Scan the records below and say how many lines include the word "Clone", giving no other text.

[Excerpts from a dataset]
#####
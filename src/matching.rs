use crate::{error::TrackError, lapjv::lapjv, rect::Rect};
use nalgebra::DMatrix;
use tracing::error;

/*-----------------------------------------------------------------------------
IoU affinity
-----------------------------------------------------------------------------*/

pub(crate) fn calc_ious(
    a_rects: &[Rect<f32>],
    b_rects: &[Rect<f32>],
) -> DMatrix<f32> {
    DMatrix::from_fn(a_rects.len(), b_rects.len(), |ai, bi| {
        a_rects[ai].calc_iou(&b_rects[bi])
    })
}

/// `1 - IoU` for every pair; shape `(a.len(), b.len())`.
///
/// Either side being empty yields a matrix with zero rows or columns. A pair
/// involving a degenerate box (zero height, NaN state) has no overlap and
/// costs 1.
pub(crate) fn iou_distance(
    a_rects: &[Rect<f32>],
    b_rects: &[Rect<f32>],
) -> DMatrix<f32> {
    if a_rects.is_empty() || b_rects.is_empty() {
        return DMatrix::zeros(a_rects.len(), b_rects.len());
    }
    calc_ious(a_rects, b_rects).map(|iou| {
        let dist = 1.0 - iou;
        if dist.is_finite() {
            dist
        } else {
            1.0
        }
    })
}

/*-----------------------------------------------------------------------------
Assignment
-----------------------------------------------------------------------------*/

#[derive(Debug, Clone, PartialEq)]
pub(crate) struct LapjvSolution {
    /// Column for each row, `-1` when the row is unmatched.
    pub(crate) rowsol: Vec<isize>,
    /// Row for each column, `-1` when the column is unmatched.
    pub(crate) colsol: Vec<isize>,
}

/// Runs LAPJV on a possibly rectangular cost matrix.
///
/// A rectangular matrix or a `cost_limit` embeds the `m x n` matrix in an
/// `(m + n) x (m + n)` one: the dummy blocks cost `cost_limit / 2` (or
/// `max + 1` without a limit) and the dummy-dummy block costs 0. A real pair
/// whose cost exceeds the limit is then always beaten by routing both ends
/// through dummies.
pub(crate) fn exec_lapjv(
    cost: &DMatrix<f32>,
    cost_limit: Option<f64>,
) -> Result<LapjvSolution, TrackError> {
    let n_rows = cost.nrows();
    let n_cols = cost.ncols();
    if n_rows == 0 || n_cols == 0 {
        return Err(TrackError::Lapjv(format!(
            "cost matrix must not be empty, but got {}x{}",
            n_rows, n_cols
        )));
    }

    let cost_c: DMatrix<f64> = if n_rows != n_cols || cost_limit.is_some() {
        let n = n_rows + n_cols;
        let fill = match cost_limit {
            Some(limit) => limit / 2.0,
            None => cost.max() as f64 + 1.0,
        };
        DMatrix::from_fn(n, n, |i, j| {
            if i < n_rows && j < n_cols {
                cost[(i, j)] as f64
            } else if i >= n_rows && j >= n_cols {
                0.0
            } else {
                fill
            }
        })
    } else {
        cost.map(|c| c as f64)
    };

    let n = cost_c.nrows();
    let mut x_c = vec![-1; n];
    let mut y_c = vec![-1; n];
    lapjv(&cost_c, &mut x_c, &mut y_c)?;

    let rowsol: Vec<isize> = x_c[..n_rows]
        .iter()
        .map(|&j| if j >= n_cols as isize { -1 } else { j })
        .collect();
    let colsol: Vec<isize> = y_c[..n_cols]
        .iter()
        .map(|&i| if i >= n_rows as isize { -1 } else { i })
        .collect();

    Ok(LapjvSolution { rowsol, colsol })
}

/// Result of a threshold-gated assignment between rows `a` and columns `b`.
#[derive(Debug, Clone, Default, PartialEq)]
pub(crate) struct AssignmentResult {
    /// `(row, col)` pairs.
    pub(crate) matches: Vec<(usize, usize)>,
    pub(crate) unmatched_a: Vec<usize>,
    pub(crate) unmatched_b: Vec<usize>,
}

impl AssignmentResult {
    fn all_unmatched(n_rows: usize, n_cols: usize) -> Self {
        Self {
            matches: Vec::new(),
            unmatched_a: (0..n_rows).collect(),
            unmatched_b: (0..n_cols).collect(),
        }
    }
}

/// Minimum-cost matching that leaves every pair costing more than `thresh`
/// unmatched.
///
/// An empty side skips the solver entirely. A solver failure is a broken
/// internal contract: it panics in debug builds and reports everything as
/// unmatched otherwise.
pub(crate) fn linear_assignment(
    cost: &DMatrix<f32>,
    thresh: f32,
) -> AssignmentResult {
    let (n_rows, n_cols) = cost.shape();
    if n_rows == 0 || n_cols == 0 {
        return AssignmentResult::all_unmatched(n_rows, n_cols);
    }

    let solution = match exec_lapjv(cost, Some(thresh as f64)) {
        Ok(solution) => solution,
        Err(err) => {
            error!(%err, n_rows, n_cols, "assignment solver failed");
            if cfg!(debug_assertions) {
                panic!("assignment solver failed: {}", err);
            }
            return AssignmentResult::all_unmatched(n_rows, n_cols);
        }
    };

    let mut result = AssignmentResult::default();
    for (i, &j) in solution.rowsol.iter().enumerate() {
        if j >= 0 {
            result.matches.push((i, j as usize));
        } else {
            result.unmatched_a.push(i);
        }
    }
    result.unmatched_b = solution
        .colsol
        .iter()
        .enumerate()
        .filter(|(_, i)| **i < 0)
        .map(|(j, _)| j)
        .collect();
    result
}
#####
Answer to the problem: 2